Raikkonen deve estar feliz com o trabalho no SF15T, ao menos quanto aos cuidados na sua concepção. Allison se preocupou em melhorar o chamado turn in do carro. O piloto breca bem próximo à curva, como gosta Raikkonen, vira o volante com alguma agressividade e a frente entra na curva, não arrasta as rodas, ou sai de frente, como se diz. O campeão do mundo de 2007 se perdia com isso.

Alonso passou a brecar um pouco antes e mudar parcialmente a trajetória na curva. Adaptou-se ao que o modelo de 2014 exigia, dentre outras requisições estranhas. Raikkonen, não, por mais que tentasse. O resultado foi o espanhol somar em 19 etapas 161 pontos e o finlandês, 55. Pode ser diferente, agora.
Modelo SF15-T é aposta para recuperação após duas temporadas de resultados ruins da Ferrari (Foto: Divulgação)Modelo SF15-T é aposta para recuperação após duas temporadas de resultados ruins da Ferrari (Foto: Divulgação)


Vettel não é Alonso

A Ferrari não tem mais Alonso, piloto que mesmo com um monoposto desequilibrado e carente de potência conseguiu dois pódios na temporada, terceiro na China e segundo na Hungria. Esse claramente não é o forte de seu substituto, Sebastian Vettel. O alemão quatro vezes campeão do mundo é brilhante quando dispõe de um supercarro, como provou nos quatro títulos na RBR, de 2010 a 2013. Não é certo que Alonso fizesse o mesmo, ao menos repetisse o mesmo sucesso estrondoso. O espanhol não é o máximo nas sessões de classificação.

Mas quando Vettel competiu com um modelo que exigia adaptação, descobrir o que o faria ser rápido, como explorar melhor as características deficiente da unidade motriz da Renault e dos pneus mais duros da Pirelli, a exemplo do ano passado, demonstrou um lado que surpreendeu a muitos. Vettel tem limitações. Perdeu para um novato em escuderias de ponta, Daniel Ricciardo, em quase todos os parâmetros. O jovem australiano ganhou três GPs. Vettel, nenhum.
Maurizio Arrivabene e Sergio Marchionne na sede da Ferrari (Foto: Divulgação)Os comandantes Maurizio Arrivabene e Sergio Marchionne na sede da Ferrari (Foto: Divulgação)

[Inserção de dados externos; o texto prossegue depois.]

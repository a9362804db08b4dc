use anyhow::{Context, Result};
use serde::Serialize;

use crate::cli::output::{OutputFormat, OutputOptions};
use crate::cli::renderer;
use planquota::core::config::AppConfig;
use planquota::core::entitlements::Entitlements;
use planquota::core::models::plan::Plan;

#[derive(Serialize)]
struct PlanPayload<'a> {
    plan: &'a Plan,
    entitlements: Entitlements,
}

pub fn list(config: &AppConfig, include_retired: bool, opts: &OutputOptions) -> Result<()> {
    let catalog = config
        .plan_catalog()
        .context("Failed to load plan catalog")?;
    let plans: Vec<&Plan> = if include_retired {
        catalog.plans().iter().collect()
    } else {
        catalog.active().collect()
    };

    match opts.format {
        OutputFormat::Text => {
            if plans.is_empty() {
                eprintln!("No plans available.");
            } else {
                println!("{}", renderer::render_plan_list(plans, opts.use_color));
            }
        }
        OutputFormat::Json => opts.print_json(&plans)?,
    }
    Ok(())
}

pub fn show(config: &AppConfig, plan_id: &str, opts: &OutputOptions) -> Result<()> {
    let catalog = config
        .plan_catalog()
        .context("Failed to load plan catalog")?;
    let plan = catalog.get(plan_id)?;
    let entitlements = config.entitlement_resolver().resolve(plan);

    match opts.format {
        OutputFormat::Text => println!(
            "{}",
            renderer::render_entitlements(plan, &entitlements, opts.use_color)
        ),
        OutputFormat::Json => opts.print_json(&PlanPayload { plan, entitlements })?,
    }
    Ok(())
}
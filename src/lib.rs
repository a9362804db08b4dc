//! Usage-quota and plan-entitlement accounting.
//!
//! Everything under [`core`] is pure and synchronous: callers pass in the
//! instant, the plan and the counters, and get a freshly built result back.

pub mod core;
use chrono::{DateTime, Utc};
use serde::{Deserialize, Serialize};

use crate::core::models::plan::{FeatureSet, Limit, PlanId, PlanType};

/// Display classification of a usage percentage. Ordered by severity.
#[derive(Debug, Clone, Copy, PartialEq, Eq, PartialOrd, Ord, Hash, Serialize, Deserialize)]
#[serde(rename_all = "snake_case")]
pub enum UsageTier {
    Normal,
    Warning,
    Danger,
}

impl std::fmt::Display for UsageTier {
    fn fmt(&self, f: &mut std::fmt::Formatter<'_>) -> std::fmt::Result {
        match self {
            Self::Normal => write!(f, "Normal"),
            Self::Warning => write!(f, "Warning"),
            Self::Danger => write!(f, "Danger"),
        }
    }
}

/// Half-open interval `[start, end)` during which counters accumulate.
#[derive(Debug, Clone, PartialEq, Eq, Serialize, Deserialize)]
pub struct UsageWindow {
    pub start: DateTime<Utc>,
    pub end: DateTime<Utc>,
    /// Whole minutes until `end`, rounded up
    pub minutes_until_reset: u32,
}

impl UsageWindow {
    pub fn contains(&self, instant: DateTime<Utc>) -> bool {
        self.start <= instant && instant < self.end
    }

    pub fn duration_minutes(&self) -> i64 {
        (self.end - self.start).num_minutes()
    }
}

/// One countable resource within the current window.
#[derive(Debug, Clone, PartialEq, Serialize, Deserialize)]
pub struct ResourceUsage {
    pub used: u64,
    pub limit: Limit,
    pub remaining: Limit,
    /// Unclamped; exceeds 100 when over quota
    pub percentage: f64,
    pub tier: UsageTier,
}

impl ResourceUsage {
    /// Percentage for progress bars, capped at 100.
    pub fn display_percentage(&self) -> f64 {
        self.percentage.clamp(0.0, 100.0)
    }

    pub fn is_over_limit(&self) -> bool {
        match self.limit.value() {
            Some(limit) => self.used > limit,
            None => false,
        }
    }
}

#[derive(Debug, Clone, PartialEq, Eq, Serialize, Deserialize)]
pub struct PlanIdentity {
    pub id: PlanId,
    pub name: String,
    #[serde(rename = "type")]
    pub plan_type: PlanType,
}

/// Counters read by the caller at a single instant.
#[derive(Debug, Clone, Copy, PartialEq, Eq, Serialize, Deserialize)]
pub struct RawCounters {
    pub chat_used: u64,
    pub projects_used: u64,
}

#[derive(Debug, Clone, PartialEq, Serialize, Deserialize)]
pub struct UsageSummary {
    pub plan: PlanIdentity,
    pub window: UsageWindow,
    pub chat: ResourceUsage,
    pub projects: ResourceUsage,
    pub features: FeatureSet,
    pub show_upgrade_nudge: bool,
    pub has_full_agent_roster: bool,
}
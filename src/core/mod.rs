pub mod catalog;
pub mod config;
pub mod entitlements;
pub mod error;
pub mod formatter;
pub mod models;
pub mod quota;
pub mod summary;
pub mod window;
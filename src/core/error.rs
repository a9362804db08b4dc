use thiserror::Error;

#[derive(Error, Debug)]
pub enum QuotaError {
    /// Startup-time misconfiguration (window policy, config file contents).
    #[error("Configuration error: {0}")]
    Configuration(String),
    /// A value handed to the core that it refuses to clamp or guess around.
    #[error("Invalid input: {0}")]
    InvalidInput(String),
    #[error("Failed to read plan catalog: {0}")]
    Io(#[from] std::io::Error),
    #[error("Failed to parse plan catalog: {0}")]
    Json(#[from] serde_json::Error),
}

pub type Result<T> = std::result::Result<T, QuotaError>;

impl QuotaError {
    pub fn configuration(msg: impl Into<String>) -> Self {
        QuotaError::Configuration(msg.into())
    }

    pub fn invalid_input(msg: impl Into<String>) -> Self {
        QuotaError::InvalidInput(msg.into())
    }
}
use std::path::Path;

use crate::core::error::{QuotaError, Result};
use crate::core::models::plan::{Limit, Plan, PlanId, PlanLimits, PlanType, Price};

/// Read-only set of plans. Entries are never mutated once loaded.
#[derive(Debug, Clone, PartialEq)]
pub struct PlanCatalog {
    plans: Vec<Plan>,
}

impl PlanCatalog {
    pub fn new(plans: Vec<Plan>) -> Self {
        Self { plans }
    }

    /// Parse a plan listing: either a bare array or a page wrapper with an `items` array.
    pub fn from_json(content: &str) -> Result<Self> {
        let value: serde_json::Value = serde_json::from_str(content)?;
        let items = match value {
            serde_json::Value::Array(items) => serde_json::Value::Array(items),
            serde_json::Value::Object(mut page) => page.remove("items").ok_or_else(|| {
                QuotaError::invalid_input("plan listing object has no `items` array")
            })?,
            _ => {
                return Err(QuotaError::invalid_input(
                    "plan listing must be an array or a page with `items`",
                ))
            }
        };
        let plans: Vec<Plan> = serde_json::from_value(items)
            .map_err(|e| QuotaError::invalid_input(format!("invalid plan entry: {}", e)))?;
        Ok(Self::new(plans))
    }

    pub fn load(path: &Path) -> Result<Self> {
        let content = std::fs::read_to_string(path)?;
        let catalog = Self::from_json(&content)?;
        log::debug!(
            "loaded {} plan(s) from {}",
            catalog.plans.len(),
            path.display()
        );
        Ok(catalog)
    }

    pub fn plans(&self) -> &[Plan] {
        &self.plans
    }

    /// Plans shown in listings; retired plans are hidden.
    pub fn active(&self) -> impl Iterator<Item = &Plan> {
        self.plans.iter().filter(|p| p.is_active)
    }

    /// Look up any plan by id, retired ones included (accounts may still be on them).
    pub fn get(&self, id: &str) -> Result<&Plan> {
        let plan = self
            .plans
            .iter()
            .find(|p| p.id.matches(id))
            .ok_or_else(|| QuotaError::invalid_input(format!("unknown plan id '{}'", id)))?;
        if !plan.is_active {
            log::warn!("plan '{}' is retired and hidden from listings", plan.id);
        }
        Ok(plan)
    }

    /// The stock Free / Pro / Team / Enterprise lineup plus one retired plan.
    pub fn builtin() -> Self {
        Self::new(vec![
            Plan {
                id: PlanId::Text("free".into()),
                name: "Free".into(),
                plan_type: PlanType::Free,
                price_monthly: Price::Amount(0.0),
                price_yearly: Price::Amount(0.0),
                limits: limits([20, 50, 32_000, 1, 3, 10, 10, 1, 100, 1_024, 30, 2_048, 10, 1, 1]),
                model_tier: Limit::Limited(1),
                available_agents: vec!["general".into()],
                has_thinking_mode: false,
                has_download: false,
                has_git_integration: false,
                has_api_access: false,
                has_chat_search: true,
                is_active: true,
            },
            Plan {
                id: PlanId::Text("pro".into()),
                name: "Pro".into(),
                plan_type: PlanType::Pro,
                price_monthly: Price::Amount(20.0),
                price_yearly: Price::Amount(200.0),
                limits: limits([
                    100, -1, 200_000, 10, 50, 100, 50, 3, 5_120, 10_240, 180, 8_192, 60, 5, 2,
                ]),
                model_tier: Limit::Limited(2),
                available_agents: vec!["general".into(), "coder".into(), "researcher".into()],
                has_thinking_mode: true,
                has_download: true,
                has_git_integration: false,
                has_api_access: false,
                has_chat_search: true,
                is_active: true,
            },
            Plan {
                id: PlanId::Text("team".into()),
                name: "Team".into(),
                plan_type: PlanType::Team,
                price_monthly: Price::Amount(30.0),
                price_yearly: Price::Amount(300.0),
                limits: limits([
                    300, -1, 200_000, 50, -1, 500, 200, 10, 51_200, 51_200, 365, 16_384, 300, 20,
                    3,
                ]),
                model_tier: Limit::Limited(3),
                available_agents: full_roster(),
                has_thinking_mode: true,
                has_download: true,
                has_git_integration: true,
                has_api_access: true,
                has_chat_search: true,
                is_active: true,
            },
            Plan {
                id: PlanId::Text("enterprise".into()),
                name: "Enterprise".into(),
                plan_type: PlanType::Enterprise,
                price_monthly: Price::ContactSales,
                price_yearly: Price::ContactSales,
                limits: limits([
                    -1, -1, 1_000_000, -1, -1, -1, -1, -1, -1, 512_000, -1, 32_768, -1, -1, -1,
                ]),
                model_tier: Limit::Limited(4),
                available_agents: full_roster(),
                has_thinking_mode: true,
                has_download: true,
                has_git_integration: true,
                has_api_access: true,
                has_chat_search: true,
                is_active: true,
            },
            Plan {
                id: PlanId::Text("pro-2023".into()),
                name: "Pro (2023)".into(),
                plan_type: PlanType::Pro,
                price_monthly: Price::Amount(15.0),
                price_yearly: Price::Amount(150.0),
                limits: limits([
                    60, 500, 100_000, 5, 20, 50, 25, 2, 2_048, 10_240, 90, 4_096, 30, 3, 2,
                ]),
                model_tier: Limit::Limited(2),
                available_agents: vec!["general".into(), "coder".into()],
                has_thinking_mode: false,
                has_download: true,
                has_git_integration: false,
                has_api_access: false,
                has_chat_search: true,
                is_active: false,
            },
        ])
    }
}

fn full_roster() -> Vec<String> {
    crate::core::entitlements::DEFAULT_AGENT_ROSTER
        .iter()
        .map(|a| a.to_string())
        .collect()
}

fn limit(raw: i64) -> Limit {
    if raw < 0 {
        Limit::Unlimited
    } else {
        Limit::Limited(raw as u64)
    }
}

/// Limits in `PlanLimits` field order; negative means unlimited.
fn limits(raw: [i64; 15]) -> PlanLimits {
    PlanLimits {
        messages_per_window: limit(raw[0]),
        max_conversations: limit(raw[1]),
        context_window: limit(raw[2]),
        max_active_projects: limit(raw[3]),
        max_archived_projects: limit(raw[4]),
        max_files_per_project: limit(raw[5]),
        project_requests_per_window: limit(raw[6]),
        max_concurrent_agents: limit(raw[7]),
        storage_limit_mb: limit(raw[8]),
        max_file_size_kb: limit(raw[9]),
        retention_days: limit(raw[10]),
        max_output_tokens: limit(raw[11]),
        requests_per_minute: limit(raw[12]),
        max_concurrent_connections: limit(raw[13]),
        queue_priority: limit(raw[14]),
    }
}
use serde::Serialize;

use crate::core::error::{QuotaError, Result};
use crate::core::models::plan::Limit;
use crate::core::models::usage::{ResourceUsage, UsageTier};

/// Lower bound (inclusive) of the warning tier.
pub const WARNING_THRESHOLD: f64 = 70.0;
/// Lower bound (inclusive) of the danger tier.
pub const DANGER_THRESHOLD: f64 = 90.0;

#[derive(Debug, Clone, Copy, PartialEq, Serialize)]
pub struct QuotaEvaluation {
    pub remaining: Limit,
    pub percentage: f64,
    pub tier: UsageTier,
}

/// Evaluate typed usage against a limit. Unlimited is always normal at 0%.
pub fn evaluate(used: u64, limit: Limit) -> QuotaEvaluation {
    let percentage = usage_percentage(used, limit);
    QuotaEvaluation {
        remaining: limit.remaining_after(used),
        percentage,
        tier: classify(percentage),
    }
}

/// Evaluate raw wire integers, rejecting negative usage and limits below `-1`.
pub fn evaluate_raw(used: i64, limit: i64) -> Result<QuotaEvaluation> {
    let used = validate_used(used)?;
    let limit = Limit::try_from(limit)?;
    Ok(evaluate(used, limit))
}

pub fn validate_used(used: i64) -> Result<u64> {
    u64::try_from(used)
        .map_err(|_| QuotaError::invalid_input(format!("usage count {} is negative", used)))
}

/// `used / limit * 100`. A zero limit counts as fully consumed once anything is used.
pub fn usage_percentage(used: u64, limit: Limit) -> f64 {
    match limit {
        Limit::Unlimited => 0.0,
        Limit::Limited(0) => {
            if used > 0 {
                100.0
            } else {
                0.0
            }
        }
        Limit::Limited(n) => used as f64 / n as f64 * 100.0,
    }
}

pub fn classify(percentage: f64) -> UsageTier {
    if percentage >= DANGER_THRESHOLD {
        UsageTier::Danger
    } else if percentage >= WARNING_THRESHOLD {
        UsageTier::Warning
    } else {
        UsageTier::Normal
    }
}

impl ResourceUsage {
    pub fn evaluate(used: u64, limit: Limit) -> Self {
        let evaluation = evaluate(used, limit);
        Self {
            used,
            limit,
            remaining: evaluation.remaining,
            percentage: evaluation.percentage,
            tier: evaluation.tier,
        }
    }
}

#[cfg(test)]
mod tests {
    use super::*;

    #[test]
    fn near_limit_is_danger() {
        let e = evaluate(95, Limit::Limited(100));
        assert_eq!(e.remaining, Limit::Limited(5));
        assert!((e.percentage - 95.0).abs() < 1e-9);
        assert_eq!(e.tier, UsageTier::Danger);
    }

    #[test]
    fn unlimited_ignores_usage() {
        let e = evaluate(1_000_000, Limit::Unlimited);
        assert_eq!(e.remaining, Limit::Unlimited);
        assert_eq!(e.percentage, 0.0);
        assert_eq!(e.tier, UsageTier::Normal);
    }

    #[test]
    fn unlimited_via_raw_sentinel() {
        for used in [0, 1, 50, i64::MAX] {
            let e = evaluate_raw(used, -1).unwrap();
            assert_eq!(i64::from(e.remaining), -1);
            assert_eq!(e.tier, UsageTier::Normal);
        }
    }

    #[test]
    fn zero_limit_guards_division() {
        let e = evaluate(0, Limit::Limited(0));
        assert_eq!(e.percentage, 0.0);
        assert_eq!(e.tier, UsageTier::Normal);

        let e = evaluate(1, Limit::Limited(0));
        assert_eq!(e.percentage, 100.0);
        assert_eq!(e.tier, UsageTier::Danger);
        assert_eq!(e.remaining, Limit::Limited(0));
    }

    #[test]
    fn tier_boundaries_are_lower_inclusive() {
        assert_eq!(classify(69.999), UsageTier::Normal);
        assert_eq!(classify(70.0), UsageTier::Warning);
        assert_eq!(classify(89.999), UsageTier::Warning);
        assert_eq!(classify(90.0), UsageTier::Danger);
        assert_eq!(classify(0.0), UsageTier::Normal);
    }

    #[test]
    fn over_limit_keeps_true_percentage() {
        let e = evaluate(150, Limit::Limited(100));
        assert!((e.percentage - 150.0).abs() < 1e-9);
        assert_eq!(e.remaining, Limit::Limited(0));
        assert_eq!(e.tier, UsageTier::Danger);

        let usage = ResourceUsage::evaluate(150, Limit::Limited(100));
        assert_eq!(usage.display_percentage(), 100.0);
        assert!(usage.is_over_limit());
    }

    #[test]
    fn remaining_never_exceeds_limit() {
        for limit in [0u64, 1, 7, 100, 1000] {
            for used in [0u64, 1, 5, 99, 100, 101, 5000] {
                let e = evaluate(used, Limit::Limited(limit));
                let remaining = e.remaining.value().unwrap();
                assert_eq!(remaining, limit.saturating_sub(used));
                assert!(remaining <= limit);
            }
        }
    }

    #[test]
    fn tier_is_monotonic_in_usage() {
        for limit in [1u64, 3, 10, 37, 100] {
            let mut previous = UsageTier::Normal;
            for used in 0..=(limit * 2) {
                let tier = evaluate(used, Limit::Limited(limit)).tier;
                assert!(
                    tier >= previous,
                    "limit={} used={} went {:?} -> {:?}",
                    limit,
                    used,
                    previous,
                    tier
                );
                previous = tier;
            }
        }
    }

    #[test]
    fn raw_rejects_negative_used() {
        assert!(matches!(evaluate_raw(-1, 10), Err(QuotaError::InvalidInput(_))));
    }

    #[test]
    fn raw_rejects_limit_below_sentinel() {
        assert!(matches!(evaluate_raw(1, -2), Err(QuotaError::InvalidInput(_))));
    }
}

Não existe a menor dúvida de que esse foi o maior estímulo para Vettel aceitar o convite da Ferrari, fugir da concorrência com Ricciardo no caso de a RBR produzir, este ano, outro carro mais difícil do que estava acostumado.

Por isso não está claro, ainda, o que Vettel poderá fazer na Ferrari. É trabalhador, interessado, dedicado, fecha com o grupo, não atribui aos outros sua falta de resultados, mas precisará que o SF15T seja um carro eficiente. Talvez não na extensão dos monopostos de Adrian Newey para a RBR, mas que ao menos não exija malabarismos para conduzi-lo, pois não é o seu estilo.

Os primeiros treinos aqui em Jerez de la Frontera já começarão a dar indícios do que esperar da fase inicial do campeonato. O que ficou evidente no lançamento do SF15T foi que os pontos fracos da Ferrari no ano passado receberam tratamento de choque. Há um porém: a liderança do grupo. Seu diretor, apesar da forte personalidade, como a organização exige, não entende muito de F1. Maurizio Arrivabene e seu presidente, Sergio Marchionne, presidente da Fiat e da Ferrari, representam uma grande dúvida.
Esteban Gutiérrez, Kimi Raikkonen e Sebastian Vettel: trio responsável por explorar potencial da nova Ferrari (Foto: Divulgação)Esteban Gutiérrez, Kimi Raikkonen e Sebastian Vettel: trio responsável por explorar potencial da nova Ferrari (Divulgação)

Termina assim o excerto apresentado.